Carnegie Mellon University
Learning Theory and Belief Revision

Learning Theory and Belief Revision

Nowadays, most normative theories of learning are in terms of measures--usually probabilities--and revisions of measures of credence. An older, and alternative, tradition in philosophy --as old as Plato's Meno--thinks of learners as making a sequence of conjectures, and investigates the conditions under which there are methods for converging on the true answer, whatever the truth may be. The Platonic perspective was briefly revived in this century by von Mises and by Reichenbach. In the 1960s, Hilary Putnam and E. Mark Gold independently combined it with bits of recursion theory to create the subject of computational learning theory. Philosophical logicians and computer scientists have in recent years given increasing attention to what should be done when data contradict accepted beliefs--and so a conventional coherent, but not strictly coherent Bayesian finds himself in an impossible position. These inquiries into belief revision share with learning theory an absence of measures with which to propound or analyze norms.

Kelly was among the first to portray learning theory as a fundamental tool in epistemology, the basis for an alternative, sceptical philosophy of induction. He developed "ideal" (non-computational) learning theory within a topological perspective, which enabled him to draw surprising parallels between the problem of induction and uncomputability. Still closer to philosophy, Kelly portrayed "transcendental deductions" as recursion theoretic completeness theorems. He gave a comprehensive analysis of the computable testability of empirical theories whose predictions are uncomputable, leading to a proof that some theories with infinitely uncomputable predictions can be tested reliably by computational means. Kelly reconstructed hypothetico-deductive methodology as a computation-theoretic reduction of discovery by hypothesis testing, leading to a formal refutation of Popper's claim that hypothetico-deductive method is the best such reduction.

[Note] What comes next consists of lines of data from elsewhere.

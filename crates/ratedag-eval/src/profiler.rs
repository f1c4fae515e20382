//! Per-node timing and cache-hit counters (`spec.md` §4.6).
//!
//! The Evaluator holds an `Option<&mut Profiler>` and simply skips every
//! call site when it's `None`, so a disabled profiler costs nothing
//! beyond a branch — it is never a correctness input.

use std::collections::HashMap;
use std::time::Duration;

#[cfg(feature = "serde")]
use serde::{Deserialize, Serialize};

/// Timing and hit/miss counters accumulated for one node across an
/// evaluation.
#[cfg_attr(feature = "serde", derive(Serialize, Deserialize))]
#[derive(Debug, Clone, Copy, Default, PartialEq)]
pub struct NodeStats {
    /// Time spent directly in this node's kind-compute, exclusive of
    /// descendant evaluation time (`spec.md` §4.4 step 4).
    pub total_time: Duration,
    pub calls: u64,
    pub cache_hits: u64,
    pub cache_misses: u64,
}

/// Aggregate view over every node touched by one evaluation
/// (`spec.md` §3 "ProfilerStats").
#[cfg_attr(feature = "serde", derive(Serialize, Deserialize))]
#[derive(Debug, Clone, PartialEq)]
pub struct AggregateStats {
    pub total_time: Duration,
    pub total_calls: u64,
    pub cache_hit_rate: f64,
    pub slowest_node: Option<String>,
    pub most_called_node: Option<String>,
}

/// Collects per-node timing and hit/miss counts for one evaluation.
#[derive(Debug, Clone, Default, PartialEq)]
pub struct Profiler {
    stats: HashMap<String, NodeStats>,
}

impl Profiler {
    pub fn new() -> Self {
        Self::default()
    }

    pub fn record_cache_hit(&mut self, node: &str) {
        self.stats.entry(node.to_string()).or_default().cache_hits += 1;
    }

    pub fn record_cache_miss(&mut self, node: &str) {
        let entry = self.stats.entry(node.to_string()).or_default();
        entry.cache_misses += 1;
        entry.calls += 1;
    }

    /// Accumulate `elapsed` self-time (exclusive of descendants) for
    /// `node`'s kind-compute.
    pub fn record_self_time(&mut self, node: &str, elapsed: Duration) {
        self.stats.entry(node.to_string()).or_default().total_time += elapsed;
    }

    pub fn node_stats(&self, node: &str) -> Option<&NodeStats> {
        self.stats.get(node)
    }

    pub fn aggregate(&self) -> AggregateStats {
        let total_time = self.stats.values().map(|s| s.total_time).sum();
        let total_calls = self.stats.values().map(|s| s.calls).sum();
        let total_hits: u64 = self.stats.values().map(|s| s.cache_hits).sum();
        let total_misses: u64 = self.stats.values().map(|s| s.cache_misses).sum();
        let cache_hit_rate = if total_hits + total_misses == 0 {
            0.0
        } else {
            total_hits as f64 / (total_hits + total_misses) as f64
        };
        let slowest_node = self
            .stats
            .iter()
            .max_by_key(|(_, s)| s.total_time)
            .map(|(name, _)| name.clone());
        let most_called_node = self
            .stats
            .iter()
            .max_by_key(|(_, s)| s.calls)
            .map(|(name, _)| name.clone());

        AggregateStats {
            total_time,
            total_calls,
            cache_hit_rate,
            slowest_node,
            most_called_node,
        }
    }

    /// Human-readable report sorted by total elapsed time, descending
    /// (`spec.md` §4.6).
    pub fn report_text(&self) -> String {
        let mut rows: Vec<(&String, &NodeStats)> = self.stats.iter().collect();
        rows.sort_by(|a, b| b.1.total_time.cmp(&a.1.total_time));

        let mut out = String::new();
        for (name, stats) in rows {
            out.push_str(&format!(
                "{name}: {:?} ({} calls, {} hits, {} misses)\n",
                stats.total_time, stats.calls, stats.cache_hits, stats.cache_misses
            ));
        }
        out
    }
}
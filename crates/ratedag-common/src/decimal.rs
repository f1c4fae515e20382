//! Fixed-precision decimal arithmetic with explicit rounding modes.
//!
//! `Decimal` is a thin re-export of `rust_decimal::Decimal`: a 96-bit
//! signed fixed-point number with up to 28-29 significant digits. No
//! repository in this project's lineage depends on a true
//! arbitrary-precision decimal crate, so `rust_decimal` stands in for
//! "arbitrary precision" — comfortably enough range and scale for tariff
//! rates, factors, and currency amounts (see `SPEC_FULL.md` §3).

use std::fmt;

pub use rust_decimal::Decimal;
use rust_decimal::RoundingStrategy;

#[cfg(feature = "serde")]
use serde::{Deserialize, Serialize};

/// Rounding modes recognized by ROUND nodes (`spec.md` §3).
#[cfg_attr(feature = "serde", derive(Serialize, Deserialize))]
#[derive(Debug, Clone, Copy, PartialEq, Eq, Hash)]
pub enum RoundingMode {
    /// Round half away from zero ("HALF_UP" in the declaration vocabulary).
    HalfUp,
    /// Round half to even ("HALF_EVEN", a.k.a. banker's rounding).
    HalfEven,
}

impl RoundingMode {
    pub fn parse(s: &str) -> Option<Self> {
        match s.trim().to_ascii_uppercase().as_str() {
            "HALF_UP" => Some(Self::HalfUp),
            "HALF_EVEN" => Some(Self::HalfEven),
            _ => None,
        }
    }

    fn strategy(self) -> RoundingStrategy {
        match self {
            Self::HalfUp => RoundingStrategy::MidpointAwayFromZero,
            Self::HalfEven => RoundingStrategy::MidpointNearestEven,
        }
    }
}

impl fmt::Display for RoundingMode {
    fn fmt(&self, f: &mut fmt::Formatter<'_>) -> fmt::Result {
        f.write_str(match self {
            Self::HalfUp => "HALF_UP",
            Self::HalfEven => "HALF_EVEN",
        })
    }
}

/// Round `value` to `decimals` fractional digits under `mode`.
///
/// This is the only place rounding happens in the engine (`spec.md` §4.4
/// "Rounding is explicit and confined to ROUND nodes").
pub fn round(value: Decimal, decimals: u32, mode: RoundingMode) -> Decimal {
    value.round_dp_with_strategy(decimals, mode.strategy())
}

In perhaps the most striking encounter of post-modern relativism and modern logic, Kelly, Glymour and their former student Cory Juhl analyzed the problem of converging to the truth when the truth is a function of the scientist's acts or beliefs. Kelly's current project is to provide a systematic learning theoretic analysis of recently proposed methods for "belief revision". The results reveal previously unsuspected relationships between belief revision theory and learning theory that serve to enrich both subjects.

Glymour applied the learning theoretic framework to characterize hypotheses about "cognitive architecture" that can be learned from observing combinations of cognitive deficits in people with brain injuries. He is now extending the analysis to resolve a longstanding debate in cognitive neuropsychology over the value of studies that compare aggregate features of distinct groups versus studies that collect records of individual deficits.